From the data below, repeat exactly the lines from the line with "fn generate_default_config(path: &PathBuf)" to the line with "OPENAI_API_KEY env var", both included.

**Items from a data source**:
..............................

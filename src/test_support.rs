//! Test utilities shared across the crate.
//!
//! This module is only compiled during tests (`#[cfg(test)]`).

use std::collections::VecDeque;
use std::sync::{Arc, Mutex};

use async_trait::async_trait;

use crate::core::controller::Controller;
use crate::inference::{
    CompletionProvider, CompletionRequest, Message, ProviderError, Turn,
};

/// Owned snapshot of one request, captured at call time so assertions see
/// exactly what went over the wire.
#[derive(Debug, Clone)]
pub enum RecordedTurn {
    Translation {
        instructions: String,
        input: String,
    },
    Chat {
        directive: String,
        messages: Vec<Message>,
    },
}

struct Script {
    replies: Mutex<VecDeque<Result<String, ProviderError>>>,
    calls: Mutex<Vec<RecordedTurn>>,
}

/// A provider that records every request and plays back queued results.
#[derive(Clone)]
pub struct ScriptedProvider {
    inner: Arc<Script>,
}

impl ScriptedProvider {
    /// Creates a provider that answers with `replies` in order.
    pub fn replying(replies: &[&str]) -> Self {
        Self {
            inner: Arc::new(Script {
                replies: Mutex::new(replies.iter().map(|r| Ok(r.to_string())).collect()),
                calls: Mutex::new(Vec::new()),
            }),
        }
    }

    /// Creates a provider whose first call fails with an API error.
    pub fn failing(message: &str) -> Self {
        let provider = Self::replying(&[]);
        provider.push_failure(message);
        provider
    }

    /// Queues a failure as the next scripted result.
    pub fn push_failure(&self, message: &str) {
        self.inner
            .replies
            .lock()
            .unwrap()
            .push_back(Err(ProviderError::Api {
                status: 500,
                message: message.to_string(),
            }));
    }

    /// Everything this provider has been asked so far.
    pub fn calls(&self) -> Vec<RecordedTurn> {
        self.inner.calls.lock().unwrap().clone()
    }
}

#[async_trait]
impl CompletionProvider for ScriptedProvider {
    fn name(&self) -> &str {
        "scripted"
    }

    async fn complete(&self, request: CompletionRequest<'_>) -> Result<String, ProviderError> {
        let recorded = match &request.turn {
            Turn::Translation {
                instructions,
                input,
            } => RecordedTurn::Translation {
                instructions: (*instructions).to_string(),
                input: input.clone(),
            },
            Turn::Chat {
                directive,
                transcript,
            } => RecordedTurn::Chat {
                directive: directive.clone(),
                messages: transcript.messages().to_vec(),
            },
        };
        self.inner.calls.lock().unwrap().push(recorded);

        self.inner
            .replies
            .lock()
            .unwrap()
            .pop_front()
            .unwrap_or_else(|| {
                Err(ProviderError::Parse("no scripted reply left".to_string()))
            })
    }
}

/// Creates a Controller backed by the given scripted provider.
pub fn test_controller(provider: ScriptedProvider) -> Controller {
    Controller::new(Arc::new(provider), "test-model".to_string())
}
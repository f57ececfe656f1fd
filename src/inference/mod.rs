pub mod provider;
pub mod providers;
pub mod types;

pub use provider::{CompletionProvider, CompletionRequest, ProviderError, Turn};
pub use providers::OpenAiProvider;
pub use types::{Message, Role, Transcript};
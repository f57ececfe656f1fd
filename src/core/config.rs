//! # Configuration
//!
//! Centralizes all settings with a clear override hierarchy:
//! defaults → config file → env vars → CLI flags.
//!
//! Config lives at `~/.parlo/config.toml`. If missing on first run, a
//! commented-out default is generated so users can discover all options.
//!
//! The API key is resolved here but deliberately kept optional: a missing
//! credential surfaces as a request-time failure, not a startup failure.

use log::{debug, info, warn};
use serde::{Deserialize, Serialize};
use std::fmt;
use std::fs;
use std::path::PathBuf;

use crate::core::language::Language;
use crate::inference::providers::openai::DEFAULT_OPENAI_BASE_URL;

// ============================================================================
// Config Structs (all fields Option<T> for sparse TOML)
// ============================================================================

#[derive(Debug, Default, Deserialize, Serialize)]
pub struct ParloConfig {
    #[serde(default)]
    pub general: GeneralConfig,
    #[serde(default)]
    pub openai: OpenAiConfig,
}

#[derive(Debug, Default, Deserialize, Serialize)]
pub struct GeneralConfig {
    pub model: Option<String>,
    /// Preselected target language (two-letter code in TOML).
    pub language: Option<Language>,
}

#[derive(Debug, Default, Deserialize, Serialize)]
pub struct OpenAiConfig {
    pub api_key: Option<String>,
    pub base_url: Option<String>,
}

pub const DEFAULT_MODEL: &str = "gpt-5-mini";

// ============================================================================
// Resolved Config (concrete values, no Options where a default exists)
// ============================================================================

#[derive(Debug, Clone)]
pub struct ResolvedConfig {
    pub model_name: String,
    /// None means the user still has to pick in the input view.
    pub language: Option<Language>,
    /// None is allowed; the provider reports it when a request goes out.
    pub api_key: Option<String>,
    pub base_url: String,
}

// ============================================================================
// Error Type
// ============================================================================

#[derive(Debug)]
pub enum ConfigError {
    Io(std::io::Error),
    Parse(toml::de::Error),
}

impl fmt::Display for ConfigError {
    fn fmt(&self, f: &mut fmt::Formatter<'_>) -> fmt::Result {
        match self {
            ConfigError::Io(e) => write!(f, "config I/O error: {e}"),
            ConfigError::Parse(e) => write!(f, "config parse error: {e}"),
        }
    }
}

impl std::error::Error for ConfigError {}

// ============================================================================
// Loading
// ============================================================================

/// Returns the path to `~/.parlo/config.toml`.
pub fn config_path() -> Option<PathBuf> {
    dirs::home_dir().map(|h| h.join(".parlo").join("config.toml"))
}

/// Load config from `~/.parlo/config.toml`.
///
/// If the file doesn't exist, generates a commented-out default and
/// returns `ParloConfig::default()`. If it exists but is malformed,
/// returns `ConfigError::Parse`.
pub fn load_config() -> Result<ParloConfig, ConfigError> {
    let path = match config_path() {
        Some(p) => p,
        None => {
            warn!("Could not determine home directory, using default config");
            return Ok(ParloConfig::default());
        }
    };

    if !path.exists() {
        info!("No config file found, generating default at {}", path.display());
        generate_default_config(&path);
        return Ok(ParloConfig::default());
    }

    let contents = fs::read_to_string(&path).map_err(ConfigError::Io)?;
    let config: ParloConfig = toml::from_str(&contents).map_err(ConfigError::Parse)?;
    info!("Loaded config from {}", path.display());
    debug!("Config: {:?}", config);
    Ok(config)
}

/// Generates a commented-out default config file at the given path.
fn generate_default_config(path: &PathBuf) {
    let default_content = r#"# Parlo Configuration
# All settings are optional — defaults are used for anything not specified.
# Override hierarchy: defaults → this file → env vars → CLI flags.

# [general]
# model = "gpt-5-mini"
# language = "fr"                 # "fr", "es", "ja", or "en"

# [openai]
# api_key = "sk-..."              # Or set OPENAI_API_KEY env var
# base_url = "https://api.openai.com/v1"
"#;

    if let Some(parent) = path.parent() {
        if let Err(e) = fs::create_dir_all(parent) {
            warn!("Failed to create config directory: {}", e);
            return;
        }
    }
    if let Err(e) = fs::write(path, default_content) {
        warn!("Failed to write default config: {}", e);
    }
}

// ============================================================================
// Resolution
// ============================================================================

/// Resolve the final config by collapsing: defaults → config file → env vars → CLI.
///
/// `cli_model` and `cli_language` are from CLI flags (None = not specified).
pub fn resolve(
    config: &ParloConfig,
    cli_model: Option<&str>,
    cli_language: Option<Language>,
) -> ResolvedConfig {
    // Model: CLI → env → config → default
    let model_name = cli_model
        .map(|s| s.to_string())
        .or_else(|| std::env::var("PARLO_MODEL").ok())
        .or_else(|| config.general.model.clone())
        .unwrap_or_else(|| DEFAULT_MODEL.to_string());

    // Language: CLI → config (no env override; unset stays unset so the
    // picker is shown)
    let language = cli_language.or(config.general.language);

    // API key: env → config
    let api_key = std::env::var("OPENAI_API_KEY")
        .ok()
        .or_else(|| config.openai.api_key.clone());

    // Base URL: env → config → default
    let base_url = std::env::var("OPENAI_BASE_URL")
        .ok()
        .or_else(|| config.openai.base_url.clone())
        .unwrap_or_else(|| DEFAULT_OPENAI_BASE_URL.to_string());

    ResolvedConfig {
        model_name,
        language,
        api_key,
        base_url,
    }
}

#[cfg(test)]
mod tests {
    use super::*;

    #[test]
    fn test_default_config_parses() {
        let config = ParloConfig::default();
        assert!(config.general.model.is_none());
        assert!(config.general.language.is_none());
        assert!(config.openai.api_key.is_none());
    }

    #[test]
    fn test_resolve_uses_defaults_when_empty() {
        let config = ParloConfig::default();
        let resolved = resolve(&config, None, None);
        assert_eq!(resolved.model_name, DEFAULT_MODEL);
        assert_eq!(resolved.base_url, DEFAULT_OPENAI_BASE_URL);
        assert!(resolved.language.is_none());
    }

    #[test]
    fn test_resolve_config_values_override_defaults() {
        let config = ParloConfig {
            general: GeneralConfig {
                model: Some("my-model".to_string()),
                language: Some(Language::Spanish),
            },
            openai: OpenAiConfig {
                api_key: Some("sk-test-123".to_string()),
                base_url: Some("http://localhost:9999/v1".to_string()),
            },
        };
        let resolved = resolve(&config, None, None);
        assert_eq!(resolved.model_name, "my-model");
        assert_eq!(resolved.language, Some(Language::Spanish));
        assert_eq!(resolved.api_key.as_deref(), Some("sk-test-123"));
        assert_eq!(resolved.base_url, "http://localhost:9999/v1");
    }

    #[test]
    fn test_resolve_cli_flags_win() {
        let config = ParloConfig {
            general: GeneralConfig {
                model: Some("config-model".to_string()),
                language: Some(Language::Spanish),
            },
            ..Default::default()
        };
        let resolved = resolve(&config, Some("cli-model"), Some(Language::Japanese));
        assert_eq!(resolved.model_name, "cli-model");
        assert_eq!(resolved.language, Some(Language::Japanese));
    }

    #[test]
    fn test_toml_round_trip() {
        let toml_str = r#"
[general]
model = "gpt-5-mini"
language = "ja"

[openai]
api_key = "sk-test-123"
base_url = "http://localhost:1234/v1"
"#;
        let config: ParloConfig = toml::from_str(toml_str).unwrap();
        assert_eq!(config.general.model.as_deref(), Some("gpt-5-mini"));
        assert_eq!(config.general.language, Some(Language::Japanese));
        assert_eq!(config.openai.api_key.as_deref(), Some("sk-test-123"));
    }

    #[test]
    fn test_sparse_toml_parses() {
        // Only override one thing — everything else stays default
        let toml_str = r#"
[general]
model = "my-model"
"#;
        let config: ParloConfig = toml::from_str(toml_str).unwrap();
        assert_eq!(config.general.model.as_deref(), Some("my-model"));
        assert!(config.general.language.is_none());
        assert!(config.openai.api_key.is_none());
    }
}
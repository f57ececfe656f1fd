use clap::Parser;
use parlo::core::config;
use parlo::core::language::Language;
use parlo::tui;
use simplelog::{ConfigBuilder, LevelFilter, WriteLogger};
use std::fs::File;

#[derive(Parser)]
#[command(name = "parlo", about = "Terminal translator that pivots into chat")]
struct Args {
    /// Model to request from the completion service
    #[arg(short, long)]
    model: Option<String>,

    /// Preselect the target language
    #[arg(short, long, value_enum)]
    language: Option<Language>,
}

#[tokio::main]
async fn main() -> std::io::Result<()> {
    let args = Args::parse();
    dotenv::dotenv().ok();

    // Initialize file logger - writes to parlo.log in current directory
    let log_config = ConfigBuilder::new().set_time_format_rfc3339().build();

    if let Ok(log_file) = File::create("parlo.log") {
        let _ = WriteLogger::init(LevelFilter::Debug, log_config, log_file);
    }

    let file_config = match config::load_config() {
        Ok(c) => c,
        Err(e) => {
            log::warn!("Falling back to default config: {e}");
            Default::default()
        }
    };
    let resolved = config::resolve(&file_config, args.model.as_deref(), args.language);

    log::info!("Parlo starting up with model: {}", resolved.model_name);

    tui::run(resolved).await
}
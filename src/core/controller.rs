//! # Conversation Controller
//!
//! Owns the [`ConversationState`] and mediates every call to the completion
//! service. Each operation checks its preconditions locally, issues at most
//! one outbound request, and applies the resulting transition:
//!
//! ```text
//! AwaitingInput --submit_translation ok--> Result --enter_chat_mode--> Chat
//! ```
//!
//! A failed submission leaves the mode where it was; the failed input text
//! stays in the view for resubmission. Duplicate submissions while a request
//! is pending are ignored, never queued.

use std::fmt;
use std::sync::Arc;

use log::{debug, info, warn};

use crate::core::language::Language;
use crate::core::state::{ConversationState, Mode};
use crate::inference::{CompletionProvider, CompletionRequest, ProviderError, Turn};

/// Fixed instruction for translation turns.
pub const TRANSLATOR_INSTRUCTIONS: &str =
    "You are a helpful translator. Translate the user's text accurately.";

/// Errors surfaced by controller operations.
#[derive(Debug)]
pub enum ControllerError {
    /// Missing/invalid local input. Detected before any network call;
    /// state unchanged.
    Validation(&'static str),
    /// The outbound call rejected, timed out, or returned a malformed
    /// payload. The underlying provider error is kept for diagnostics.
    Request(ProviderError),
}

impl fmt::Display for ControllerError {
    fn fmt(&self, f: &mut fmt::Formatter<'_>) -> fmt::Result {
        match self {
            ControllerError::Validation(msg) => write!(f, "validation error: {msg}"),
            ControllerError::Request(e) => write!(f, "request failed: {e}"),
        }
    }
}

impl std::error::Error for ControllerError {}

fn translation_input(language: Language, raw_text: &str) -> String {
    format!(
        "Translate the following text to {}: {}",
        language.display_name(),
        raw_text
    )
}

fn chat_directive(language: Language) -> String {
    format!(
        "You are a helpful assistant. Reply in {}.",
        language.display_name()
    )
}

pub struct Controller {
    provider: Arc<dyn CompletionProvider>,
    model_name: String,
    pub state: ConversationState,
}

impl Controller {
    pub fn new(provider: Arc<dyn CompletionProvider>, model_name: String) -> Self {
        Self {
            provider,
            model_name,
            state: ConversationState::new(),
        }
    }

    /// Submits `raw_text` for translation into `target`.
    ///
    /// Validation failures never reach the network. A submission while a
    /// request is already in flight is a silent no-op. On success the raw
    /// reply becomes the transcript's first assistant message and the mode
    /// moves to `Result`; on failure the mode stays put and the error is
    /// surfaced on the state.
    pub async fn submit_translation(
        &mut self,
        raw_text: &str,
        target: Option<Language>,
    ) -> Result<(), ControllerError> {
        if self.state.pending {
            debug!("submit_translation ignored: request already in flight");
            return Ok(());
        }
        if self.state.mode != Mode::AwaitingInput {
            debug!("submit_translation ignored in {:?} mode", self.state.mode);
            return Ok(());
        }
        if raw_text.is_empty() {
            return Err(ControllerError::Validation("empty input"));
        }
        let Some(target) = target else {
            return Err(ControllerError::Validation("no language selected"));
        };

        self.state.error = None;
        self.state.target_language = target;
        self.state.pending = true;
        info!("Submitting translation to {}", target.display_name());

        let result = self
            .provider
            .complete(CompletionRequest {
                model: &self.model_name,
                turn: Turn::Translation {
                    instructions: TRANSLATOR_INSTRUCTIONS,
                    input: translation_input(target, raw_text),
                },
            })
            .await;

        // Busy indicator is cleared on both paths.
        self.state.pending = false;

        match result {
            Ok(text) => {
                self.state.transcript.push_assistant(text);
                self.state.mode = Mode::Result;
                Ok(())
            }
            Err(e) => {
                warn!("Translation request failed: {e}");
                self.state.error = Some(e.to_string());
                Err(ControllerError::Request(e))
            }
        }
    }

    /// Moves from the result view into the chat session. The transcript
    /// already holds the translation as its first assistant message, so
    /// this is a pure mode transition.
    pub fn enter_chat_mode(&mut self) {
        if self.state.mode != Mode::Result {
            debug!("enter_chat_mode ignored in {:?} mode", self.state.mode);
            return;
        }
        info!(
            "Entering chat mode in {}",
            self.state.target_language.display_name()
        );
        self.state.mode = Mode::Chat;
    }

    /// Sends one chat message. Whitespace-only input is silently ignored.
    ///
    /// The trimmed text is appended before the request goes out, so a
    /// failed turn leaves the user message in place for retry by
    /// resubmission.
    pub async fn send_chat_message(&mut self, raw_text: &str) -> Result<(), ControllerError> {
        if self.state.mode != Mode::Chat {
            debug!("send_chat_message ignored in {:?} mode", self.state.mode);
            return Ok(());
        }
        if self.state.pending {
            debug!("send_chat_message ignored: request already in flight");
            return Ok(());
        }
        let text = raw_text.trim();
        if text.is_empty() {
            return Ok(());
        }

        self.state.error = None;
        self.state.transcript.push_user(text);
        self.state.pending = true;

        let result = self
            .provider
            .complete(CompletionRequest {
                model: &self.model_name,
                turn: Turn::Chat {
                    directive: chat_directive(self.state.target_language),
                    transcript: &self.state.transcript,
                },
            })
            .await;

        self.state.pending = false;

        match result {
            Ok(reply) => {
                self.state.transcript.push_assistant(reply);
                Ok(())
            }
            Err(e) => {
                warn!("Chat request failed: {e}");
                self.state.error = Some(e.to_string());
                Err(ControllerError::Request(e))
            }
        }
    }

    /// Switches the reply language mid-chat. Takes effect on the next
    /// turn's directive only; the transcript is untouched.
    pub fn set_chat_language(&mut self, language: Language) {
        if self.state.mode != Mode::Chat {
            debug!("set_chat_language ignored in {:?} mode", self.state.mode);
            return;
        }
        self.state.target_language = language;
    }
}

..............................

**SOLUTION FOR THIS TASK**:
fn generate_default_config(path: &PathBuf) {
    let default_content = r#"# Parlo Configuration
# All settings are optional — defaults are used for anything not specified.
# Override hierarchy: defaults → this file → env vars → CLI flags.

# [general]
# model = "gpt-5-mini"
# language = "fr"                 # "fr", "es", "ja", or "en"

# [openai]
# api_key = "sk-..."              # Or set OPENAI_API_KEY env var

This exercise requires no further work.